### [How to complete this task]
Restate word for word every line from the top of the data below down through the line that holds "pub trait TokenLedger: Send".
━━━━━ Source material ━━━━━
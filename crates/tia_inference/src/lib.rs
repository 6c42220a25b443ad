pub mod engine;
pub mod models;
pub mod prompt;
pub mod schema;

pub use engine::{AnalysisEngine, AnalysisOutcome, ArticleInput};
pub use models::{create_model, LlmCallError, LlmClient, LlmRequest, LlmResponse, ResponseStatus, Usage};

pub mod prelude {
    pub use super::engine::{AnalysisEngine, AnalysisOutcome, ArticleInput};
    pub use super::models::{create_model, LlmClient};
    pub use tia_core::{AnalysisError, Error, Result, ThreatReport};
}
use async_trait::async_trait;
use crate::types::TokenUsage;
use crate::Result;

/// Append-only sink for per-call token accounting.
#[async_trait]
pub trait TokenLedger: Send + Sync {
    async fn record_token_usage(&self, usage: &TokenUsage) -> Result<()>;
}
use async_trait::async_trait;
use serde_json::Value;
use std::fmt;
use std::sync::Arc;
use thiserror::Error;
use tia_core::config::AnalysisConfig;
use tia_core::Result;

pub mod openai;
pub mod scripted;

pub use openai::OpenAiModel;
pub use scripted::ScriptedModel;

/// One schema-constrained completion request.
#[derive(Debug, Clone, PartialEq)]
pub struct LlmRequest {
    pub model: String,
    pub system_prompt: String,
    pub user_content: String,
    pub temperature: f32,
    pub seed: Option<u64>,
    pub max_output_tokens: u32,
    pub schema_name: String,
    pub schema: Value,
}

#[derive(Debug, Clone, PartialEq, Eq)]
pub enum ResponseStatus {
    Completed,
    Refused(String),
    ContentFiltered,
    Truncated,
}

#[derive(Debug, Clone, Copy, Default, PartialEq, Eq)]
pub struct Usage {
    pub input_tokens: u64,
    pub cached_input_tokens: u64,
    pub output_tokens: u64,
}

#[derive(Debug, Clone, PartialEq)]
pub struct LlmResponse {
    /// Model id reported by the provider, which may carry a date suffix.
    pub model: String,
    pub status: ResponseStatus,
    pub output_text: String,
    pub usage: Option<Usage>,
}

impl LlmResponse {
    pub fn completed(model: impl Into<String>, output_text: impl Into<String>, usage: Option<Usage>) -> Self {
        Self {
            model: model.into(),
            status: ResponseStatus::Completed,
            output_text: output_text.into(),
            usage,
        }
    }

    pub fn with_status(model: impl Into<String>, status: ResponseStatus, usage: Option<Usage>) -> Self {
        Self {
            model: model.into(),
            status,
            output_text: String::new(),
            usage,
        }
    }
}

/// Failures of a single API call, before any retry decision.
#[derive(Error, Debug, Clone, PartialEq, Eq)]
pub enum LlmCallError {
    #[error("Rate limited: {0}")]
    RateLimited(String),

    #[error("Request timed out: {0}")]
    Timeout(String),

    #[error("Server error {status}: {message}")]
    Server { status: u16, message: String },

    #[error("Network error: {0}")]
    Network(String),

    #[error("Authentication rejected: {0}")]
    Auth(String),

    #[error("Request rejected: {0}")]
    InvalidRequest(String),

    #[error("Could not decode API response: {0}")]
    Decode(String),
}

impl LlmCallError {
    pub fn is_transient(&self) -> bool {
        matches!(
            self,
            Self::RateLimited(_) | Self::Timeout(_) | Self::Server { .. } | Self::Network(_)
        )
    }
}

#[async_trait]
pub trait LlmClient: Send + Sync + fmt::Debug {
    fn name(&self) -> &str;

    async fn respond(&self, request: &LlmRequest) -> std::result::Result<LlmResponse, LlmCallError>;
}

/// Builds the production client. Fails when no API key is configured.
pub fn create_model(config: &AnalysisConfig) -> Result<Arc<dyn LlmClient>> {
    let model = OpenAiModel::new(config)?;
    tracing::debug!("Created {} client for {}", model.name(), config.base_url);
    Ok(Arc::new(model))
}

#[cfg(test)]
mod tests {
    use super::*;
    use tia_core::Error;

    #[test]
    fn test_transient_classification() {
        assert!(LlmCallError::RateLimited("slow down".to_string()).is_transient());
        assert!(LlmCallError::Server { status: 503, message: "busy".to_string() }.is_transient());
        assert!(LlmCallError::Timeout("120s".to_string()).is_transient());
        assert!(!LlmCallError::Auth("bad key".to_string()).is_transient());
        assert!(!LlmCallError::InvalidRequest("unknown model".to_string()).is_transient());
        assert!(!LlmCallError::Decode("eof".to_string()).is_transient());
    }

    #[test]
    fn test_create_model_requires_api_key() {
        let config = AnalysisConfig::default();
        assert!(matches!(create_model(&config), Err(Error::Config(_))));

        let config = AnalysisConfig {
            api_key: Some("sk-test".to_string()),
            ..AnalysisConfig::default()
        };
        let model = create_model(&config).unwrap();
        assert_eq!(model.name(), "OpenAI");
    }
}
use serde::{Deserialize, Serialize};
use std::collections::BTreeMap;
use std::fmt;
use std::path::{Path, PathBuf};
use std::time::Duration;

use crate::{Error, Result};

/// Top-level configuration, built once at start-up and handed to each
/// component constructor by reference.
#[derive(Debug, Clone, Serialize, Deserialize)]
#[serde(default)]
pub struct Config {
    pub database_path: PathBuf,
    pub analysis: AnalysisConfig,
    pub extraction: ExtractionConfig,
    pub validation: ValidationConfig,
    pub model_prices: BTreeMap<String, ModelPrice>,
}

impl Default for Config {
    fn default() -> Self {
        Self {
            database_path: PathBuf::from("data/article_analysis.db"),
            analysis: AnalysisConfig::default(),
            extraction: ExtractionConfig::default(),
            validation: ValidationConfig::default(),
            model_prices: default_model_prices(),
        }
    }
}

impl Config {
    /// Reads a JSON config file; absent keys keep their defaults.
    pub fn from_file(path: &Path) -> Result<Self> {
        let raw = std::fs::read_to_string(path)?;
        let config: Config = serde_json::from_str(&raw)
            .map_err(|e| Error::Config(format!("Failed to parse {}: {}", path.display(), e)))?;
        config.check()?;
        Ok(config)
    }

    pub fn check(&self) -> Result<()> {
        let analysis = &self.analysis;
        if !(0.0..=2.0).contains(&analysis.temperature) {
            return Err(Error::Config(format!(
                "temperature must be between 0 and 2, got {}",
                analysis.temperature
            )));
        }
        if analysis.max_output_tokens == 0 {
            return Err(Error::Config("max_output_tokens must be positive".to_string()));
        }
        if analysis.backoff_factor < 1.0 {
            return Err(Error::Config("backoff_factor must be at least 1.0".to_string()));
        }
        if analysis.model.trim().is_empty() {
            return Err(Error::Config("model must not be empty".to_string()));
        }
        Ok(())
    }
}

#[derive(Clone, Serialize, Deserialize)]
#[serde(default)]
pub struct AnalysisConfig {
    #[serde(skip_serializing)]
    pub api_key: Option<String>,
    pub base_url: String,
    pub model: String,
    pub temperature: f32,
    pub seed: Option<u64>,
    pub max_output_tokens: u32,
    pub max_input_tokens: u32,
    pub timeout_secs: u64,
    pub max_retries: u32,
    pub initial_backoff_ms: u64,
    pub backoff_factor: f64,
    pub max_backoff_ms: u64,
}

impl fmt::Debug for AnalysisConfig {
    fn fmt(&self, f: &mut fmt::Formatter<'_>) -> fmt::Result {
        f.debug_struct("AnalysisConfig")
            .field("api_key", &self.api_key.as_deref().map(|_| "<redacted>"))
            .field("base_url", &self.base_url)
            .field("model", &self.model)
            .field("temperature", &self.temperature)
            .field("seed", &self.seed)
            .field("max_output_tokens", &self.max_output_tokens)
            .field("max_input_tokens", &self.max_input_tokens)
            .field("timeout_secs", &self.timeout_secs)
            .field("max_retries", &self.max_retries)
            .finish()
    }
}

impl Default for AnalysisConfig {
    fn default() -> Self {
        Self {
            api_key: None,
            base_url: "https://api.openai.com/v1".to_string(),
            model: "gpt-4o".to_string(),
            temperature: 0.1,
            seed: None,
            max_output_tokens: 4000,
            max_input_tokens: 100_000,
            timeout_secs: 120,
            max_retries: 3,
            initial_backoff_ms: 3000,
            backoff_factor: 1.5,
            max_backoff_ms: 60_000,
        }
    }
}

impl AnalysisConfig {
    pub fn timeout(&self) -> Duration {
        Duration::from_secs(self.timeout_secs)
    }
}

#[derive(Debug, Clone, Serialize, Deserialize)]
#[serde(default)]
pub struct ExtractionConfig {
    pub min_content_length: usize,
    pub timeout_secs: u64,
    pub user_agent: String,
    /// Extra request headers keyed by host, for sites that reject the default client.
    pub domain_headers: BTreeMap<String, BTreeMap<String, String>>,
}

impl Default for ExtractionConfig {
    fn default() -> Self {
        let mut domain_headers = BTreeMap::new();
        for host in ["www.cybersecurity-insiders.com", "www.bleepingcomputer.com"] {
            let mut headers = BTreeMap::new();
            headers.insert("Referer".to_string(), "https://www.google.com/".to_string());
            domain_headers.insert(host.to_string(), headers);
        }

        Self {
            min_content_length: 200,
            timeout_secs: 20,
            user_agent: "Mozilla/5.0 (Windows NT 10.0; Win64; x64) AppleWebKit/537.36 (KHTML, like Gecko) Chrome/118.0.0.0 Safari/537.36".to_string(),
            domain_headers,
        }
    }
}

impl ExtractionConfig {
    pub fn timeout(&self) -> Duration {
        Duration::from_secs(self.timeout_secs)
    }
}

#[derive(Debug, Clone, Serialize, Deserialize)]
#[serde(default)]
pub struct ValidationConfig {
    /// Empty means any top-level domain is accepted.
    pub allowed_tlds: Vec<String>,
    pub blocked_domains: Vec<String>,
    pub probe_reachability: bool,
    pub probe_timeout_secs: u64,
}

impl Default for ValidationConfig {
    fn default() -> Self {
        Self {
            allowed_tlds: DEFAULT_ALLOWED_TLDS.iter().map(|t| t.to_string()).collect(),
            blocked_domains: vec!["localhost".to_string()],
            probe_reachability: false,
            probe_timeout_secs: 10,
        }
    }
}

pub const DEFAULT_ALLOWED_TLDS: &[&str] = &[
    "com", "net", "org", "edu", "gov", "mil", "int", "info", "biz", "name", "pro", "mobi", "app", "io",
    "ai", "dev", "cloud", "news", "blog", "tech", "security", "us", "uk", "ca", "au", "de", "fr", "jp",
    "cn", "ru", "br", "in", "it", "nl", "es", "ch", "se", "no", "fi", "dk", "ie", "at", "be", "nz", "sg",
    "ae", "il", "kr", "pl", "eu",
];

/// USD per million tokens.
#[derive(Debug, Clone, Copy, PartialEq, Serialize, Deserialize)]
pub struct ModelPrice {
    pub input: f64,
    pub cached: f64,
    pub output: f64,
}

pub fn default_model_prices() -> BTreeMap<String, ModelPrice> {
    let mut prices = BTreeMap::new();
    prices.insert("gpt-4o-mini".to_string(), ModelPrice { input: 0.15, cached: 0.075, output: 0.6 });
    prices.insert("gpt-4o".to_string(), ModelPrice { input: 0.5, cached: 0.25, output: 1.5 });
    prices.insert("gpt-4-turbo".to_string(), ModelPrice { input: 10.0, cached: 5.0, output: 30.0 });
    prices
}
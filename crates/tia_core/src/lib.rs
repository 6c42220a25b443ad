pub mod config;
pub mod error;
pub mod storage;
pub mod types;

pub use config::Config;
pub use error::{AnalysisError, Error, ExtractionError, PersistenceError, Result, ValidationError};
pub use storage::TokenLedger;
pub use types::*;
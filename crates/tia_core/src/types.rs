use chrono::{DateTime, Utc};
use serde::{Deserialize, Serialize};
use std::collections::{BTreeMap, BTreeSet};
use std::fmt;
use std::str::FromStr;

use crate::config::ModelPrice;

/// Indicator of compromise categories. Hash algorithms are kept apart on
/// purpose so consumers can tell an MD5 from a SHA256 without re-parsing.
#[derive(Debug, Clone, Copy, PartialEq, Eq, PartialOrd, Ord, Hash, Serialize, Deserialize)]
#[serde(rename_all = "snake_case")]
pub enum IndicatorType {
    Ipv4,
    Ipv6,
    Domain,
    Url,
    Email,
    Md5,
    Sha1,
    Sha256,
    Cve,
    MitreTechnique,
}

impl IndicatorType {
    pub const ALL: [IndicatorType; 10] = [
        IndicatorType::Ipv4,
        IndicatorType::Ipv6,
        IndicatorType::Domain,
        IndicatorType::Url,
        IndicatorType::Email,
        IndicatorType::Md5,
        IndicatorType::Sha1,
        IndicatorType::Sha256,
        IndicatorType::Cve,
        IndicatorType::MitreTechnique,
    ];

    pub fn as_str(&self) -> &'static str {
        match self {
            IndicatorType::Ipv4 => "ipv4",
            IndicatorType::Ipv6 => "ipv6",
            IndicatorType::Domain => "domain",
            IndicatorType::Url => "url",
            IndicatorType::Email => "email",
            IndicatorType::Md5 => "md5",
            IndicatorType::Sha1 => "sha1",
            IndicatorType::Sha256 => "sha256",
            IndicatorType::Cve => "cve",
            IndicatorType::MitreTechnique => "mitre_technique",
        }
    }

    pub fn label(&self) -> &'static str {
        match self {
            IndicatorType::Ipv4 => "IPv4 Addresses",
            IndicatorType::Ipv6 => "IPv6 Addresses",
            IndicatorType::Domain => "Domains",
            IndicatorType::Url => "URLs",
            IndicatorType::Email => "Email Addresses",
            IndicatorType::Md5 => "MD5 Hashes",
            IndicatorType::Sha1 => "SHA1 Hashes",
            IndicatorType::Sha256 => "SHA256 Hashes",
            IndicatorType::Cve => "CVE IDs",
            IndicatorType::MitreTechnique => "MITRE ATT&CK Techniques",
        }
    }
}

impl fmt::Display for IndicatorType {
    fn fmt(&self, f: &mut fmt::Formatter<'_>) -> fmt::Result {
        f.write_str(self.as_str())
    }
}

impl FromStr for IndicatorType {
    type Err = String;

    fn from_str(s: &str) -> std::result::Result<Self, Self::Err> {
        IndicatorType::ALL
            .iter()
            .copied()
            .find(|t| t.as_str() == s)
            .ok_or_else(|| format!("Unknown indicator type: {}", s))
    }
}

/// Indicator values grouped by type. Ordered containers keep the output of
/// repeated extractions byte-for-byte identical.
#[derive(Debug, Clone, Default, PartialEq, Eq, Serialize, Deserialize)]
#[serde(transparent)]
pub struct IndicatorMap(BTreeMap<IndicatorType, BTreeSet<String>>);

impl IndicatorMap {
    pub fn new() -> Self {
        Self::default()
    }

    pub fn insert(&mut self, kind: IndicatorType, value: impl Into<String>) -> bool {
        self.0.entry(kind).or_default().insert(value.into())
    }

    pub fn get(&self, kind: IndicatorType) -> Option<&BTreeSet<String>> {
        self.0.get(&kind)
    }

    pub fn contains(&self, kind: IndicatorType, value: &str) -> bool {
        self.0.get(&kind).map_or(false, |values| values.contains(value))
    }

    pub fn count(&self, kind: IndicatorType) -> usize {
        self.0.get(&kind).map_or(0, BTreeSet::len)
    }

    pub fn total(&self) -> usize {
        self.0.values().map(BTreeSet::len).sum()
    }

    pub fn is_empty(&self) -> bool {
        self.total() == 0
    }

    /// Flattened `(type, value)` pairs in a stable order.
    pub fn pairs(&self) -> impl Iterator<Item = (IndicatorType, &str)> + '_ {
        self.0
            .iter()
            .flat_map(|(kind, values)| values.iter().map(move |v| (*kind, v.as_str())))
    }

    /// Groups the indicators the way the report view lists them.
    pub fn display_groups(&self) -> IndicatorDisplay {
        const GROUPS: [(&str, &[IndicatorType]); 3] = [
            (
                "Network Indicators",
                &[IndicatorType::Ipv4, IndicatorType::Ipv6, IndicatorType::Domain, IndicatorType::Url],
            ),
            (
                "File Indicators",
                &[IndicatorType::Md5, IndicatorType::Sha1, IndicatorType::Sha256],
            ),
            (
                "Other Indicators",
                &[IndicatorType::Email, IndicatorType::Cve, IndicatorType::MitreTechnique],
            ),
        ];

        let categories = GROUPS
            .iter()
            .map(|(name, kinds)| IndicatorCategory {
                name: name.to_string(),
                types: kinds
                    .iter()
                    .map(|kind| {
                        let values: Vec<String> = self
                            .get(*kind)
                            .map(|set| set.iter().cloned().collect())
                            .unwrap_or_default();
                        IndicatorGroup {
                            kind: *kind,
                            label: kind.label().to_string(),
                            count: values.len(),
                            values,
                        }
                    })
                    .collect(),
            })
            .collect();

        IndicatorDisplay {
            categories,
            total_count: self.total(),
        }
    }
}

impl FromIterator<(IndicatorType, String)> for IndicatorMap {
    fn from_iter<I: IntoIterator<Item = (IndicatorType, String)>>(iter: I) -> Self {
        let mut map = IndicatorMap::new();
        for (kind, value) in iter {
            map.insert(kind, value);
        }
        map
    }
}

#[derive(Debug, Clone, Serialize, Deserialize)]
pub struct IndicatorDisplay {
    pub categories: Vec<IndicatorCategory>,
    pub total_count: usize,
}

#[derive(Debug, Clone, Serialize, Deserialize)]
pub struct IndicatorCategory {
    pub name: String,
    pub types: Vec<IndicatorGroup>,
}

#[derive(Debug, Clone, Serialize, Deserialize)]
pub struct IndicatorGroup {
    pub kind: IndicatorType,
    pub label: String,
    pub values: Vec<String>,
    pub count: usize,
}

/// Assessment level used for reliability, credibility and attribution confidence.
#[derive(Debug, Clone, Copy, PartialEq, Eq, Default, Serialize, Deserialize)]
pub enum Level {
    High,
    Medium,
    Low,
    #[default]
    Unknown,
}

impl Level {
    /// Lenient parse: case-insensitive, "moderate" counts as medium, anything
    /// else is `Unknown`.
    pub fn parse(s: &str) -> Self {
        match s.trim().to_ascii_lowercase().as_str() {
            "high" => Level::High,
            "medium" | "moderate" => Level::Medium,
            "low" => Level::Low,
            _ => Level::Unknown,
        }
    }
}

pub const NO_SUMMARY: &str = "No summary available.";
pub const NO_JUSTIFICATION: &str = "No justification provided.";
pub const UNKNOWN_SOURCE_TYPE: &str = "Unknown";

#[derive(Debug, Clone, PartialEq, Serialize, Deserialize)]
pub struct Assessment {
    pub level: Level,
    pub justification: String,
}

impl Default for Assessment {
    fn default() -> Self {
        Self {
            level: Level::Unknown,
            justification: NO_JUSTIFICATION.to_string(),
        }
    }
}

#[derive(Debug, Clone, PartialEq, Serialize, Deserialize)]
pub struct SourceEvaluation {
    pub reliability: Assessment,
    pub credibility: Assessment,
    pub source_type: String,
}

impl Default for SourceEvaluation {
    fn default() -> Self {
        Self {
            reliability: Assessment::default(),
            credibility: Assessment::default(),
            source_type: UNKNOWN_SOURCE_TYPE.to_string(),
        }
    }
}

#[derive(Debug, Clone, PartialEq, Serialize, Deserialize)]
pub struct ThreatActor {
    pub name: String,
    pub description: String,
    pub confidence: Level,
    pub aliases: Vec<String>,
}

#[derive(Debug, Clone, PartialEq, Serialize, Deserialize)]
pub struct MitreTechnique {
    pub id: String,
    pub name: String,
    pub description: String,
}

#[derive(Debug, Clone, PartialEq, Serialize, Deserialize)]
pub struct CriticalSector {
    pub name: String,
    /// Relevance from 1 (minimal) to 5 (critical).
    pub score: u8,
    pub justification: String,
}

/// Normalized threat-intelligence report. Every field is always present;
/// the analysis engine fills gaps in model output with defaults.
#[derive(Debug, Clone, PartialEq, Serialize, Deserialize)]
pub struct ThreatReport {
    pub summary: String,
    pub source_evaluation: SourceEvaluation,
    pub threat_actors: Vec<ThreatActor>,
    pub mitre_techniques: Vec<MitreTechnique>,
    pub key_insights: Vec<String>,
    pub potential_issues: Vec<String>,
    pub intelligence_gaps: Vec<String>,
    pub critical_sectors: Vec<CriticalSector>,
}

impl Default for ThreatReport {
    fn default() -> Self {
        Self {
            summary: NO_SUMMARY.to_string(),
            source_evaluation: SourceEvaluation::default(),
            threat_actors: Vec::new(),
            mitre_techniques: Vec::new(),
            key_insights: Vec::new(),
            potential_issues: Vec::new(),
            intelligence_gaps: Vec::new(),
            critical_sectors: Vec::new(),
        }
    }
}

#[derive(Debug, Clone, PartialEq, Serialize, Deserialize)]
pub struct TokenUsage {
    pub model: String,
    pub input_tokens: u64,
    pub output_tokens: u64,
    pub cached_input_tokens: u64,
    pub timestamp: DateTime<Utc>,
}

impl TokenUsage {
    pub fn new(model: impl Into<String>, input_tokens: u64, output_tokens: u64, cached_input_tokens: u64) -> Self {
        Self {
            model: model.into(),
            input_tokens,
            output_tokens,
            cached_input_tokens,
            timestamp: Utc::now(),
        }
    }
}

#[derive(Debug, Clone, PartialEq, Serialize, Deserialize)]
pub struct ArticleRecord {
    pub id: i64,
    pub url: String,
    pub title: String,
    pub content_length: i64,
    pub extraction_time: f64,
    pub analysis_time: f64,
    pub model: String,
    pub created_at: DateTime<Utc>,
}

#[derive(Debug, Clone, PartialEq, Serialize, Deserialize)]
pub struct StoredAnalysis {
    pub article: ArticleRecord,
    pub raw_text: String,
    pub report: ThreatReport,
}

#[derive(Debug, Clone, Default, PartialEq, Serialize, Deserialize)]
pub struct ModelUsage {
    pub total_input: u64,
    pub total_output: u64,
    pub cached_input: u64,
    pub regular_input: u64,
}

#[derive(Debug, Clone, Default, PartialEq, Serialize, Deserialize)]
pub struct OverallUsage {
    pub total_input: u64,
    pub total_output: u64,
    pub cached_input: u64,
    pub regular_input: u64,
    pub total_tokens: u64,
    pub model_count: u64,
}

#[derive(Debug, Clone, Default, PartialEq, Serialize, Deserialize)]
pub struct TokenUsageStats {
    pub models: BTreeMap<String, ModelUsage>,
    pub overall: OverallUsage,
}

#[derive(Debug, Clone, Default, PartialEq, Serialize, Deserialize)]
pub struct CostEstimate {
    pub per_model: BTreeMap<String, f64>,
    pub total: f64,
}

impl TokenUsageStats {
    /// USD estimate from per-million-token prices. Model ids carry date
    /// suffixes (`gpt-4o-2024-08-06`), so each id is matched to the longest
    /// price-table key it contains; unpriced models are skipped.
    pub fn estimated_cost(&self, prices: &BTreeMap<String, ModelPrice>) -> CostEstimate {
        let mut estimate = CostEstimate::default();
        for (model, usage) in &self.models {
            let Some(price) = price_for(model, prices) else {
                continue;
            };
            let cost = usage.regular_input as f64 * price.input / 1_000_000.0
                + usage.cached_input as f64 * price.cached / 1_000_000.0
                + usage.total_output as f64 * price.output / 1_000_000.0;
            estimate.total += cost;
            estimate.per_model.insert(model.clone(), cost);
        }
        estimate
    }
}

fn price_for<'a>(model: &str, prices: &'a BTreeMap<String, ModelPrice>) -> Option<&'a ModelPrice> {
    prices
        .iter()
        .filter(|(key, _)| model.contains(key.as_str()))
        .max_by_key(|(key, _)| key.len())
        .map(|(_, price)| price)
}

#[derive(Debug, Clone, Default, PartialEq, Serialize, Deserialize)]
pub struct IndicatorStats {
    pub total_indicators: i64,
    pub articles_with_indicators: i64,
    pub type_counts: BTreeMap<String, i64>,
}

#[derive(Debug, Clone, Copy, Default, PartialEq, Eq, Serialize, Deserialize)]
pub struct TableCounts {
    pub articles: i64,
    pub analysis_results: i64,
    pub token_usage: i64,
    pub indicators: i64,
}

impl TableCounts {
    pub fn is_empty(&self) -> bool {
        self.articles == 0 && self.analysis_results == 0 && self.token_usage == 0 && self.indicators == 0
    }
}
━━━━━
### [Answer for this exercise]
filename crates/tia_inference/src/lib.rs
repository 6c42220a25b443ad
pub mod engine;
pub mod models;
pub mod prompt;
pub mod schema;

pub use engine::{AnalysisEngine, AnalysisOutcome, ArticleInput};
pub use models::{create_model, LlmCallError, LlmClient, LlmRequest, LlmResponse, ResponseStatus, Usage};

pub mod prelude {
    pub use super::engine::{AnalysisEngine, AnalysisOutcome, ArticleInput};
    pub use super::models::{create_model, LlmClient};
    pub use tia_core::{AnalysisError, Error, Result, ThreatReport};
}
use async_trait::async_trait;
use crate::types::TokenUsage;
use crate::Result;

/// Append-only sink for per-call token accounting.
#[async_trait]
pub trait TokenLedger: Send + Sync {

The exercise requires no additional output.